Simulate Gaussian edge networks with B-spline latent processes

Description

gaussian_snapshot_bs simulates a realization of a functional network with Gaussian edges, according to an inner product latent process model. The latent processes are generated from a $B$-spline basis with equally spaced knots.

Usage

gaussian_snapshot_bs(n,d,m,self_loops=TRUE,
                     spline_design,sigma_edge=1,
                     process_options)

Arguments

n	A positive integer, the number of nodes.
d	A positive integer, the number of latent space dimensions.
m	A positive integer, the number of snapshots.
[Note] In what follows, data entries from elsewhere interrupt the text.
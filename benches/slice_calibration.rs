use std::hint::black_box;

use criterion::{Criterion, criterion_group, criterion_main};
use volslice::implied::{BlackImpliedVol, DEFAULT_INITIAL_GUESS, DEFAULT_IV_TOLERANCE};
use volslice::{
    BlackScholes, OptionQuote, OptionType, PricingOracle, SliceCalibrator, SliceConfig,
    SliceQuotes, SviParams, calibrate_slices,
};

/// Synthetic slice priced off a skewed SVI curve: OTM puts left of the
/// forward, calls right of it.
fn generate_slice(spot: f64, rate: f64, expiry: f64, n_strikes: usize) -> SliceQuotes {
    let truth = SviParams::new(0.035, 0.18, -0.35, -0.05, 0.22);
    let forward = spot * (rate * expiry).exp();
    let (quotes, mid_prices) = (0..n_strikes)
        .map(|i| {
            let k = -0.8 + 1.6 * (i as f64 / (n_strikes - 1) as f64);
            let ty = if k < 0.0 { OptionType::Put } else { OptionType::Call };
            let quote = OptionQuote::new(spot, forward * k.exp(), rate, 0.0, expiry, ty);
            let vol = (truth.total_variance(k) / expiry).sqrt();
            (quote, BlackScholes.price(&quote, vol))
        })
        .unzip();
    SliceQuotes { quotes, mid_prices }
}

fn implied_vol_benchmarks(c: &mut Criterion) {
    let mut group = c.benchmark_group("implied_vol");
    let solver: BlackImpliedVol = BlackImpliedVol::default();

    // At-the-money: Newton from the Brenner–Subrahmanyam seed
    let atm = OptionQuote::new(100.0, 100.0, 0.01, 0.0, 0.5, OptionType::Call);
    let atm_price = BlackScholes.price(&atm, 0.25);
    group.bench_function("atm_call", |b| {
        b.iter(|| {
            solver.solve_iv(
                black_box(&atm),
                black_box(atm_price),
                DEFAULT_INITIAL_GUESS,
                DEFAULT_IV_TOLERANCE,
            )
        });
    });

    // Far wing: small vega, bracket expansion
    let wing = OptionQuote::new(100.0, 180.0, 0.01, 0.0, 0.25, OptionType::Call);
    let wing_price = BlackScholes.price(&wing, 0.6);
    group.bench_function("otm_wing_call", |b| {
        b.iter(|| {
            solver.solve_iv(
                black_box(&wing),
                black_box(wing_price),
                DEFAULT_INITIAL_GUESS,
                DEFAULT_IV_TOLERANCE,
            )
        });
    });

    group.finish();
}

fn calibration_benchmarks(c: &mut Criterion) {
    let mut group = c.benchmark_group("calibration");
    let calibrator = SliceCalibrator::default();

    for n in [11, 25] {
        let slice = generate_slice(100.0, 0.01, 0.75, n);
        group.bench_function(format!("svi_slice_{n}_strikes"), |b| {
            b.iter(|| calibrator.calibrate(black_box(&slice.quotes), black_box(&slice.mid_prices)));
        });
    }

    // Multi-maturity batch: parallel under the `parallel` feature
    let slices: Vec<SliceQuotes> = (1..=8)
        .map(|i| generate_slice(100.0, 0.01, 0.25 * i as f64, 15))
        .collect();
    let config = SliceConfig::default();
    group.bench_function("svi_batch_8_slices", |b| {
        b.iter(|| calibrate_slices(black_box(&slices), black_box(&config)));
    });

    group.finish();
}

criterion_group!(benches, implied_vol_benchmarks, calibration_benchmarks);
criterion_main!(benches);
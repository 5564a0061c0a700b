//! Butterfly arbitrage checks for a calibrated slice.
//!
//! A raw SVI curve is free of butterfly arbitrage exactly when the
//! Gatheral–Jacquier function `g(k)` is non-negative; the risk-neutral density
//! is `g(k)` times a positive factor. [`ButterflyScan`] samples `g` on a
//! log-moneyness grid and reports every node where it goes negative.
//!
//! # References
//! - Breeden, D.T. & Litzenberger, R.H. "Prices of State-Contingent Claims
//!   Implicit in Option Prices" (1978)
//! - Gatheral, J. & Jacquier, A. "Arbitrage-free SVI Volatility Surfaces" (2014)

use serde::{Deserialize, Serialize};

/// Log-moneyness grid for the butterfly scan.
#[derive(Debug, Clone, Copy, PartialEq, Serialize, Deserialize)]
#[serde(default)]
pub struct ButterflyScan {
    pub k_min: f64,
    pub k_max: f64,
    /// Grid nodes, endpoints included.
    pub points: usize,
    /// `g(k) < −tolerance` counts as a violation.
    pub tolerance: f64,
}

impl Default for ButterflyScan {
    fn default() -> Self {
        Self {
            k_min: -3.0,
            k_max: 3.0,
            points: 200,
            tolerance: 1e-10,
        }
    }
}

impl ButterflyScan {
    /// Grid nodes in increasing order. Fewer than two points yields `k_min`
    /// alone (or nothing for zero points).
    pub fn grid(&self) -> impl Iterator<Item = f64> + '_ {
        let last = self.points.saturating_sub(1).max(1) as f64;
        (0..self.points).map(move |i| self.k_min + (self.k_max - self.k_min) * i as f64 / last)
    }
}

/// Outcome of a butterfly scan.
#[derive(Debug, Clone, Serialize, Deserialize)]
pub struct ArbitrageReport {
    /// No violation found on the scanned grid.
    pub is_free: bool,
    /// Violations in increasing log-moneyness.
    pub butterfly_violations: Vec<ButterflyViolation>,
}

impl ArbitrageReport {
    pub fn clean() -> Self {
        Self {
            is_free: true,
            butterfly_violations: Vec::new(),
        }
    }

    /// Report over the given violations; free when there are none.
    pub fn from_violations(butterfly_violations: Vec<ButterflyViolation>) -> Self {
        Self {
            is_free: butterfly_violations.is_empty(),
            butterfly_violations,
        }
    }

    /// Violation with the largest density magnitude.
    ///
    /// # Examples
    ///
    /// ```
    /// use volslice::smile::{ArbitrageReport, ButterflyViolation};
    ///
    /// let v = |k: f64, density: f64| ButterflyViolation {
    ///     log_moneyness: k,
    ///     strike: 100.0 * k.exp(),
    ///     g: density * 10.0,
    ///     density,
    ///     magnitude: density.abs(),
    /// };
    /// let report = ArbitrageReport::from_violations(vec![v(-0.4, -0.001), v(-0.2, -0.005)]);
    /// assert!(!report.is_free);
    /// assert_eq!(report.worst_violation().map(|w| w.log_moneyness), Some(-0.2));
    /// ```
    pub fn worst_violation(&self) -> Option<&ButterflyViolation> {
        self.butterfly_violations
            .iter()
            .max_by(|a, b| a.magnitude.total_cmp(&b.magnitude))
    }

    /// Log-moneyness span `(first, last)` covered by violations.
    pub fn violation_span(&self) -> Option<(f64, f64)> {
        let first = self.butterfly_violations.first()?;
        let last = self.butterfly_violations.last()?;
        Some((first.log_moneyness, last.log_moneyness))
    }
}

/// A grid node where the density goes negative.
#[derive(Debug, Clone, Copy, PartialEq, Serialize, Deserialize)]
pub struct ButterflyViolation {
    pub log_moneyness: f64,
    pub strike: f64,
    /// Gatheral–Jacquier `g(k)`, negative here.
    pub g: f64,
    /// Risk-neutral density at `strike`.
    pub density: f64,
    pub magnitude: f64,
}
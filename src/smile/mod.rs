//! SVI curves and their strike-space view.
//!
//! [`SviParams`] is what the slice calibrator produces: a total-variance curve
//! in log-moneyness. Pinning it to a forward and an expiry gives an
//! [`SviSmile`], queried through [`SmileSection`] by strike.

pub mod arbitrage;
pub mod svi;

pub use arbitrage::{ArbitrageReport, ButterflyScan, ButterflyViolation};
pub use svi::{SviParams, SviSmile, curve_is_arbitrage_sane, curve_total_variance};

use crate::error;
use crate::types::{Variance, Vol};

/// Strike-space queries on one maturity.
///
/// Implementations are `Send + Sync`; a calibrated slice is read-only and may
/// be shared across threads.
pub trait SmileSection: Send + Sync {
    /// Black volatility at `strike`.
    fn vol(&self, strike: f64) -> error::Result<Vol>;

    /// Total variance `σ²T` at `strike`, from [`vol`](SmileSection::vol) by default.
    fn variance(&self, strike: f64) -> error::Result<Variance> {
        let v = self.vol(strike)?;
        Ok(Variance(v.0 * v.0 * self.expiry()))
    }

    /// Risk-neutral density at `strike` (second strike derivative of the
    /// undiscounted call price).
    fn density(&self, strike: f64) -> error::Result<f64>;

    fn forward(&self) -> f64;

    fn expiry(&self) -> f64;

    /// Butterfly arbitrage report over the implementation's default scan.
    fn is_arbitrage_free(&self) -> error::Result<ArbitrageReport>;
}
//! Heuristic starting point, box constraints and multi-start set for an SVI fit.
//!
//! The seed reads the shape of the data: the variance minimum locates the
//! vertex `m`, regressions over the two wings give the asymptotic slopes
//! `b(1 ± ρ)`, and a quadratic fit around the vertex gives the curvature
//! `w'' ≈ b/σ` there.

use nalgebra::{DMatrix, DVector};

use crate::slice::CalibrationPoint;
use crate::slice::config::SeedConfig;
use crate::smile::SviParams;

/// Floor on the absolute wing slopes.
const SLOPE_FLOOR: f64 = 1e-4;
/// Guard on the slope sum when normalizing the asymmetry into ρ.
const SLOPE_SUM_EPS: f64 = 1e-12;
const SEED_B_MIN: f64 = 1e-6;
const SEED_B_MAX: f64 = 10.0;
/// |ρ| limit for seeds and perturbed starts.
const SEED_RHO_LIMIT: f64 = 0.95;
/// Vertex curvature below this is treated as flat.
const CURVATURE_EPS: f64 = 1e-6;
const SEED_SIGMA_MIN: f64 = 1e-4;
const SEED_SIGMA_MAX: f64 = 2.0;
/// σ seed as a share of the k range when the vertex is flat.
const FLAT_SIGMA_FRACTION: f64 = 0.2;
const SEED_A_FLOOR: f64 = 1e-10;
const RANGE_FLOOR: f64 = 1e-6;

const A_LOWER: f64 = 1e-12;
const B_LOWER: f64 = 1e-8;
const B_UPPER: f64 = 10.0;
const RHO_BOUND: f64 = 0.999;
const SIGMA_LOWER: f64 = 1e-6;
const SIGMA_UPPER: f64 = 5.0;

/// Seed parameters plus the box the optimizer runs in.
#[derive(Debug, Clone, PartialEq)]
pub(crate) struct Seed {
    pub params: SviParams,
    pub lower: [f64; 5],
    pub upper: [f64; 5],
    k_min: f64,
    k_max: f64,
    range: f64,
}

impl Seed {
    /// Seed followed by the two perturbed starts `(ρ ± shift, m ± fraction·range)`.
    pub fn starts(&self, cfg: &SeedConfig) -> [[f64; 5]; 3] {
        let base = self.params.as_array();
        let perturbed = |sign: f64| {
            let mut x = base;
            x[2] = (x[2] + sign * cfg.rho_shift).clamp(-SEED_RHO_LIMIT, SEED_RHO_LIMIT);
            x[3] = (x[3] + sign * cfg.m_shift_fraction * self.range)
                .clamp(self.k_min - self.range, self.k_max + self.range);
            x
        };
        [base, perturbed(1.0), perturbed(-1.0)]
    }

    /// Seed clamped component-wise into the box.
    pub fn clamped(&self) -> SviParams {
        let mut x = self.params.as_array();
        for (i, xi) in x.iter_mut().enumerate() {
            *xi = xi.clamp(self.lower[i], self.upper[i]);
        }
        SviParams::from_array(x)
    }
}

/// Build the seed from points sorted by `k`. Requires at least two points.
pub(crate) fn heuristic_seed(points: &[CalibrationPoint], cfg: &SeedConfig) -> Seed {
    let n = points.len();
    let k_min = points[0].k;
    let k_max = points[n - 1].k;
    let range = (k_max - k_min).max(RANGE_FLOOR);

    let (i_min, w_min) = points
        .iter()
        .enumerate()
        .fold((0, f64::INFINITY), |acc, (i, p)| if p.w < acc.1 { (i, p.w) } else { acc });
    let w_max = points.iter().map(|p| p.w).fold(f64::NEG_INFINITY, f64::max);
    let w_range = w_max - w_min;
    let m0 = points[i_min].k;

    let tail = ((n as f64 * cfg.tail_fraction) as usize)
        .max(cfg.min_tail_points)
        .min(n);
    let s_left = linear_slope(&points[..tail]).abs().max(SLOPE_FLOOR);
    let s_right = linear_slope(&points[n - tail..]).abs().max(SLOPE_FLOOR);

    let b0 = (0.5 * (s_left + s_right)).clamp(SEED_B_MIN, SEED_B_MAX);
    let rho0 = ((s_right - s_left) / (s_right + s_left).max(SLOPE_SUM_EPS))
        .clamp(-SEED_RHO_LIMIT, SEED_RHO_LIMIT);

    let curvature = vertex_curvature(points, i_min, cfg.vertex_neighbours);
    let sigma0 = if curvature > CURVATURE_EPS {
        (b0 / curvature).clamp(SEED_SIGMA_MIN, SEED_SIGMA_MAX)
    } else {
        (FLAT_SIGMA_FRACTION * range).clamp(SEED_SIGMA_MIN, SEED_SIGMA_MAX)
    };
    let a0 = (w_min - b0 * sigma0).max(SEED_A_FLOOR);

    let a_span = if w_range > 0.0 {
        w_range
    } else {
        w_min + b0 * sigma0 + 1.0
    };
    let a_max = (5.0 * a_span).max(1.0);

    Seed {
        params: SviParams::new(a0, b0, rho0, m0, sigma0),
        lower: [A_LOWER, B_LOWER, -RHO_BOUND, k_min - range, SIGMA_LOWER],
        upper: [a_max, B_UPPER, RHO_BOUND, k_max + range, SIGMA_UPPER],
        k_min,
        k_max,
        range,
    }
}

/// Ordinary least-squares slope of `w` on `k`; zero when degenerate.
fn linear_slope(points: &[CalibrationPoint]) -> f64 {
    if points.len() < 2 {
        return 0.0;
    }
    let n = points.len() as f64;
    let (sx, sy, sxx, sxy) = points.iter().fold((0.0, 0.0, 0.0, 0.0), |(sx, sy, sxx, sxy), p| {
        (sx + p.k, sy + p.w, sxx + p.k * p.k, sxy + p.k * p.w)
    });
    let den = n * sxx - sx * sx;
    if den.abs() > 0.0 {
        (n * sxy - sx * sy) / den
    } else {
        0.0
    }
}

/// Second derivative `2c` of `w ≈ c₀ + c₁x + c x²`, `x = k − k_vertex`, fitted
/// over the `neighbours` points closest to the vertex. Zero when fewer than
/// three points are available or the fit is singular.
fn vertex_curvature(points: &[CalibrationPoint], i_min: usize, neighbours: usize) -> f64 {
    let take = neighbours.min(points.len());
    if take < 3 {
        return 0.0;
    }
    let k_vertex = points[i_min].k;
    let mut nearest: Vec<&CalibrationPoint> = points.iter().collect();
    nearest.sort_by(|a, b| (a.k - k_vertex).abs().total_cmp(&(b.k - k_vertex).abs()));
    nearest.truncate(take);

    let design = DMatrix::<f64>::from_fn(take, 3, |i, j| {
        let x = nearest[i].k - k_vertex;
        match j {
            0 => 1.0,
            1 => x,
            _ => x * x,
        }
    });
    let rhs = DVector::from_iterator(take, nearest.iter().map(|p| p.w));

    let ata = design.transpose() * &design;
    let atb = design.transpose() * &rhs;
    match ata.qr().solve(&atb) {
        Some(c) if c[2].is_finite() => 2.0 * c[2],
        _ => 0.0,
    }
}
If this argument is not specified, it is determined from the snapshot index vector spline_design$x_vec.
self_loops	A Boolean, if FALSE, all diagonal adjacency matrix entries are set to zero. Defaults to TRUE.
spline_design	A list, describing the $B$-spline design: q A positive integer, the dimension of the $B$-spline basis. Must be at least 4 and at most m. x_vec A vector, the snapshot evaluation indices for the data. Defaults to an equally spaced sequence of length m from 0 to 1. x_max A scalar, the maximum of the index space. Defaults to max(spline_design$x_vec). x_min A scalar, the minimum of the index space. Defaults to min(spline_design$x_vec).
sigma_edge	A positive scalar, the entry-wise standard deviation for the Gaussian edge variables. Defaults to 1.
process_options	A list, containing additional optional arguments: sigma_coord A positive scalar, or a vector of length $d$. If it is a vector, the entries correspond to the standard deviation of the randomly generated basis coordinates for each latent dimension. If is is a scalar, it corresponds to the standard deviation of the basis coordinates in all dimensions. Defaults to 1.

Details

The spline design of the functional network data (snapshot indices, basis dimension) is generated using the information provided in spline_design, producing a $q$-dimensional cubic $B$-spline basis with equally spaced knots.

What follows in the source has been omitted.